5 Data analysis and algorithm selection

The sort of question that one wants to answer generally drives the workflow, including the selection of the appropriate algorithm (or set of algorithms). See Fig. 2 for a diagrammatic representation of the most popular ones. However, algorithms are also likely to be specified based on previous experiences and local expertise; it is not the role of this article to suggest ‘preferred’ algorithms (and anyway the best methods depend on the problem domain Wolpert 1997). In addition, it is not feasible to discuss the pros and cons of each method as these are often subjective, but we can define a reporting structure based on the biological application. We can also suggest that a key step in the validation of any statistical result of metabolomics data is the visualization of the proposed result against the raw data to confirm that it is not an artefact of data acquisition, pre-processing, pre-treatment or noise magnified by the statistical scaling method applied.

Fig. 2
figure 2

Typical multivariate algorithms used for unsupervised and supervised analysis

6 Univariate analysis

Although metabolomics experiments do generate multivariate data (see below); one can employ univariate methods to test individually for metabolites that are increased or decreased significantly between different groups (note: consideration of the issues of multiple parallel hypothesis are needed when applying univariate tests to multivariate data). These tests include parametric methods for data that are normally distributed, the most common being ANOVA (analysis of variance), t-tests, and z-tests (for a review of univariate methods and a discussion on the issues of multiple hypothesis testing see Broadhurst and Kell 2006). When a normal distribution of the data cannot be assumed, then non-parametric methods can be used, e.g., the Kruskal–Wallis test. These tests produce a test statistic from which statistical significance and confidence can be calculated. Usage and reporting of these univariate procedures is haphazard in publications across the whole of science. It is suggested that the metabolomics community take section IV.A.6.c. of the Vancouver Guidelines (http://www.icmje.org/) as the starting point:

“Describe statistical methods with enough detail to enable a knowledgeable reader with access to the original data to verify the reported results. When possible, quantify findings and present them with appropriate indicators of measurement error or uncertainty (such as confidence intervals). Avoid relying solely on statistical hypothesis testing, such as the use of P values, which fails to convey important quantitative information.”

In their article entitled ‘Statistics with Confidence’ Altman and colleagues (Altman et al. 2000) also suggest that:

“For the major finding(s) of a study we recommend that full statistical information should be given, including sample estimates, confidence intervals, tests statistics, and P values—assuming basic details such as sample sizes and standard deviations have been reported earlier in the paper.”

In addition, graphics/visualizations should be accompanied by sufficient metadata such that a knowledgeable reader could reproduce them given access to the data and to appropriate software.

An example: Suppose that in a study comparing samples from 100 diabetic and 100 non-diabetic men of a certain age, a difference of 6.0 mmHg was found between their mean systolic blood pressures. This could be reported as either: (i) a Student’s t test was performed after normality was assessed using the ‘XYZ’ test. The test statistic was 2.4, with 198 degrees of freedom and had an associated P-value of 0.02. The 95% confidence interval for this difference was calculated to be from 1.1 to 10.9 mmHg, or (ii) these groups differed at P < 0.05 (Student’s t-test, after normality was assessed using the XYZ test) mean ± SD difference was 6.0 ± xx. Combinations of these may also be used, either alone or conjunction with other measures such as standard error of the mean.

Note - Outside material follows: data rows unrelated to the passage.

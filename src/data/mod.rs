// ============================================================
// Layer 4 — Data Pipeline
// ============================================================
// Everything from an uploaded file to a ranked list of sentences.
//
//   .docx / .pdf
//       │
//       ▼
//   FileLoader          → extracts raw text (docx-rs / lopdf)
//       │
//       ▼
//   Preprocessor        → cleans whitespace, control chars, hyphenation
//       │
//       ▼
//   SentenceSegmenter   → splits into sentences (abbreviation-aware)
//       │
//       ▼
//   Normalizer          → tokens: lowercase, no stopwords, stemmed
//       │                 (LanguageProfile = Indonesian)
//       ▼
//   SentenceRanker      → TF-IDF salience, top N
//
// Each module does one step and is tested on its own.

/// Reads .docx and .pdf files
pub mod loader;

/// Cleans and normalises raw extracted text
pub mod preprocessor;

/// Indonesian stopwords and stemmer
pub mod locale;

/// Token normalisation over a LanguageProfile
pub mod normalizer;

/// Sentence boundary detection
pub mod segmenter;

/// TF-IDF sentence ranking
pub mod ranker;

Methods of univariate data analysis are constantly being developed and/or refined. Over the past 30 years accepted ideologies have been repeatedly questioned and advances in computational power have produced new ways of interpreting established tests (for example, bootstrapping of test statistics Efron and Gong 1983; Efron and Tibshirani 1993). It is strongly recommended that the author(s) to provide sufficient information for novel method(s) to be independently reproducible and verifiable.

7 Multivariate analysis

As mentioned earlier, metabolomics data are essentially multivariate. For a single study, the starting point for data analysis is a single matrix N × D where, N is the number of samples (objects) and D is the number of variables (metabolites/binned chemical shifts/wavenumbers/masses/retention times etc.). Each independent variable may be thought of as a single geometric dimension, such that each sample may be considered to exist as a single point in an abstract entity referred to as D-dimensional hyperspace. The role of the analyst is to understand/interpret/query the underlying properties of the data points distributed in this hyperspace. This may be done in the form of unsupervised dimensionality reduction (i.e., usually projection into a space of significantly smaller dimensionality whilst trying to minimize information loss), or clustering (identifying groups of points which are more similar to each other than to the rest of the data), or by correlation analysis, or by supervised pattern recognition/machine learning (including multivariate regression and discriminant analysis). It is beyond the scope of this document to describe (or criticize) all the available methods (good starting points are Duda et al. 2001; Hastie et al. 2001). This would be an impossible task given the current number and the speed in which new methods are being developed. The central point of this report is not to prescribe methodologies, but rather to ensure that the methods used are reported consistently and in detail. With this in mind, we have tried to distil the salient features of unsupervised and supervised multivariate analysis in order to unify the reporting process. There are several excellent reviews on current multivariate techniques (Beebe et al. 1998; Chatfield and Collins 1980; Duda et al. 2001; Everitt 1993; Krzanowski 1988; Lavine 1998; Manly 1994; Martens and Næs 1989; Massart et al. 1997).

8 Unsupervised methods

Unsupervised methods can be split into two basic forms. First, there is dimension reduction into a lower dimensional space typified by principal component analysis (PCA; Jolliffe 1986). This is fundamentally a multivariate linear transformation and is often used as a pre-processing step prior to application of a supervised method. One important reporting method needed for such methods is a reference to the software used or the theoretical source of the mathematical algorithm (and possibly the related computer code) should be included and a statement about any assumptions made about the characteristics of the dataset before transformation.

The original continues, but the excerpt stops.